Koblenz ist zwar ein Ausnahmefall, aber nicht komplett allein mit dieser Herangehensweise. Bereits Tübingen bemisst die Bewohnerparkgebühr am Autogewicht. Wobei hier nicht groß multipliziert werden muss, es gibt lediglich zwei Stufen: Für Verbrenner schwerer als 1800 Kilogramm und für Elektroautos schwerer als 2000 Kilogramm werden 180 Euro fällig, alle anderen zahlen 120 Euro.

Zuletzt hatte ein Bürgerentscheid in Paris Aufsehen erregt. Dort sollen Besucher der Metropole, die in einem SUV anreisen, ab September um einiges tiefer in die Tasche greifen: 18 Euro (bisher sechs Euro) gelten dann je Parkstunde in der City, 225 Euro (bisher 75 Euro) für sechs Stunden.

Parkgebühren für Kurzzeitparker gestiegen

Auch in Stuttgart haben sich die Parkgebühren zum 1. Januar 2024 erhöht – diejenigen für Kurzzeitparker. Je nach Ort und Dauer um ein paar Cent oder Euros. Jedoch: „In diesem Zusammenhang wurde das Kriterium Fahrzeuggröße und -schwere nicht diskutiert“, teilt eine Stadtsprecherin mit. Das gilt auch fürs Bewohnerparken. In der gesamten Stadt – ob City oder nicht – bezahlen Anwohner 30,70 Euro im Jahr, wenn in dem Gebiet ein Parkraummanagement gilt. Mit einer Ausnahme: City-Bewohner mit eigenem Stellplatz oder Anlieger ohne ersten Wohnsitz im Zentrum zahlen 400 Euro im Jahr. Dem Beispiel in Koblenz oder Tübingen will man hier nicht folgen: „Stuttgart hat hierzu aktuell keine entsprechenden Planungen“, erklärt die Sprecherin.

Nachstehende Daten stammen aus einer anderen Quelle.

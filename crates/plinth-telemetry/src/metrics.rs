// Copyright 2025 eraflo
//
// Licensed under the Apache License, Version 2.0 (the "License");
// you may not use this file except in compliance with the License.
// You may obtain a copy of the License at
//
//     http://www.apache.org/licenses/LICENSE-2.0
//
// Unless required by applicable law or agreed to in writing, software
// distributed under the License is distributed on an "AS IS" BASIS,
// WITHOUT WARRANTIES OR CONDITIONS OF ANY KIND, either express or implied.
// See the License for the specific language governing permissions and
// limitations under the License.

//! Rolling frame-rate measurement.

use std::collections::VecDeque;
use std::time::Instant;

/// A point-in-time summary of recent frame timing.
#[derive(Debug, Clone, Copy, PartialEq, Default)]
pub struct FrameSnapshot {
    /// Frames per second over the window.
    pub fps: f32,
    /// Average time between frames over the window, in milliseconds.
    pub frame_time_ms: f32,
    /// Frames recorded since the counter was created.
    pub total_frames: u64,
}

/// Counts frames over a sliding time window.
///
/// Timestamps are seconds since the counter was created. Frames older than
/// the window are forgotten on the next record.
#[derive(Debug)]
pub struct PerformanceCounter {
    origin: Instant,
    window_secs: f64,
    timestamps: VecDeque<f64>,
    total_frames: u64,
}

impl PerformanceCounter {
    /// A counter with a one-second window.
    pub fn new() -> Self {
        Self::with_window(1.0)
    }

    /// A counter with a custom window length in seconds.
    pub fn with_window(window_secs: f64) -> Self {
        Self {
            origin: Instant::now(),
            window_secs: window_secs.max(f64::EPSILON),
            timestamps: VecDeque::new(),
            total_frames: 0,
        }
    }

    /// Records a frame now.
    pub fn record_frame(&mut self) {
        let now = self.origin.elapsed().as_secs_f64();
        self.record_frame_at(now);
    }

    /// Records a frame at an explicit timestamp.
    pub fn record_frame_at(&mut self, now_secs: f64) {
        if let Some(&last) = self.timestamps.back() {
            if now_secs < last {
                log::warn!("Frame timestamp went backwards ({now_secs} < {last}); ignored.");
                return;
            }
        }
        self.timestamps.push_back(now_secs);
        self.total_frames += 1;
        while let Some(&front) = self.timestamps.front() {
            if now_secs - front > self.window_secs {
                self.timestamps.pop_front();
            } else {
                break;
            }
        }
    }

    /// Frames per second over the window. Zero until two frames are known.
    pub fn fps(&self) -> f32 {
        match self.span() {
            Some((frames, secs)) if secs > 0.0 => (frames as f64 / secs) as f32,
            _ => 0.0,
        }
    }

    /// Mean frame interval in milliseconds. Zero until two frames are known.
    pub fn average_frame_time_ms(&self) -> f32 {
        match self.span() {
            Some((frames, secs)) if frames > 0 => (secs * 1000.0 / frames as f64) as f32,
            _ => 0.0,
        }
    }

    /// Total frames recorded.
    pub fn total_frames(&self) -> u64 {
        self.total_frames
    }

    /// Current values.
    pub fn snapshot(&self) -> FrameSnapshot {
        FrameSnapshot {
            fps: self.fps(),
            frame_time_ms: self.average_frame_time_ms(),
            total_frames: self.total_frames,
        }
    }

    /// Number of intervals in the window and their total duration.
    fn span(&self) -> Option<(usize, f64)> {
        let first = *self.timestamps.front()?;
        let last = *self.timestamps.back()?;
        let intervals = self.timestamps.len().checked_sub(1)?;
        (intervals > 0).then_some((intervals, last - first))
    }
}

impl Default for PerformanceCounter {
    fn default() -> Self {
        Self::new()
    }
}

#[cfg(test)]
mod tests {
    use super::*;
    use approx::assert_relative_eq;

    #[test]
    fn empty_counter_reports_zero() {
        let counter = PerformanceCounter::new();
        assert_eq!(counter.snapshot(), FrameSnapshot::default());
    }

    #[test]
    fn steady_sixty_hz() {
        let mut counter = PerformanceCounter::new();
        for i in 0..=60 {
            counter.record_frame_at(i as f64 / 60.0);
        }
        assert_relative_eq!(counter.fps(), 60.0, epsilon = 0.01);
        assert_relative_eq!(counter.average_frame_time_ms(), 16.666, epsilon = 0.01);
        assert_eq!(counter.total_frames(), 61);
    }

    #[test]
    fn old_frames_leave_the_window() {
        let mut counter = PerformanceCounter::new();
        for i in 0..10 {
            counter.record_frame_at(i as f64 * 0.01);
        }
        // A long stall: only the latest frame and nothing within a second of it.
        counter.record_frame_at(5.0);
        assert_eq!(counter.fps(), 0.0);
        counter.record_frame_at(5.5);
        assert_relative_eq!(counter.fps(), 2.0);
        assert_eq!(counter.total_frames(), 12);
    }

    #[test]
    fn backwards_timestamp_is_ignored() {
        let mut counter = PerformanceCounter::new();
        counter.record_frame_at(1.0);
        counter.record_frame_at(0.5);
        assert_eq!(counter.total_frames(), 1);
    }
}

Die in ihren Ausmaßen wachsenden Autos und die damit verbundenen Herausforderungen für Städte sind nicht erst seit gestern Gegenstand von Diskussionen. Zu den bekannten Kritikern gehört Helmut Dedy, Hauptgeschäftsführer des deutschen Städtetags. Dass Parkplätze mit den Fahrzeugen wachsen müssten, bezeichnete er als „absurd“. Eben dies hatte beispielsweise die Forschungsanstalt für Straßen- und Verkehrswesen schon gefordert.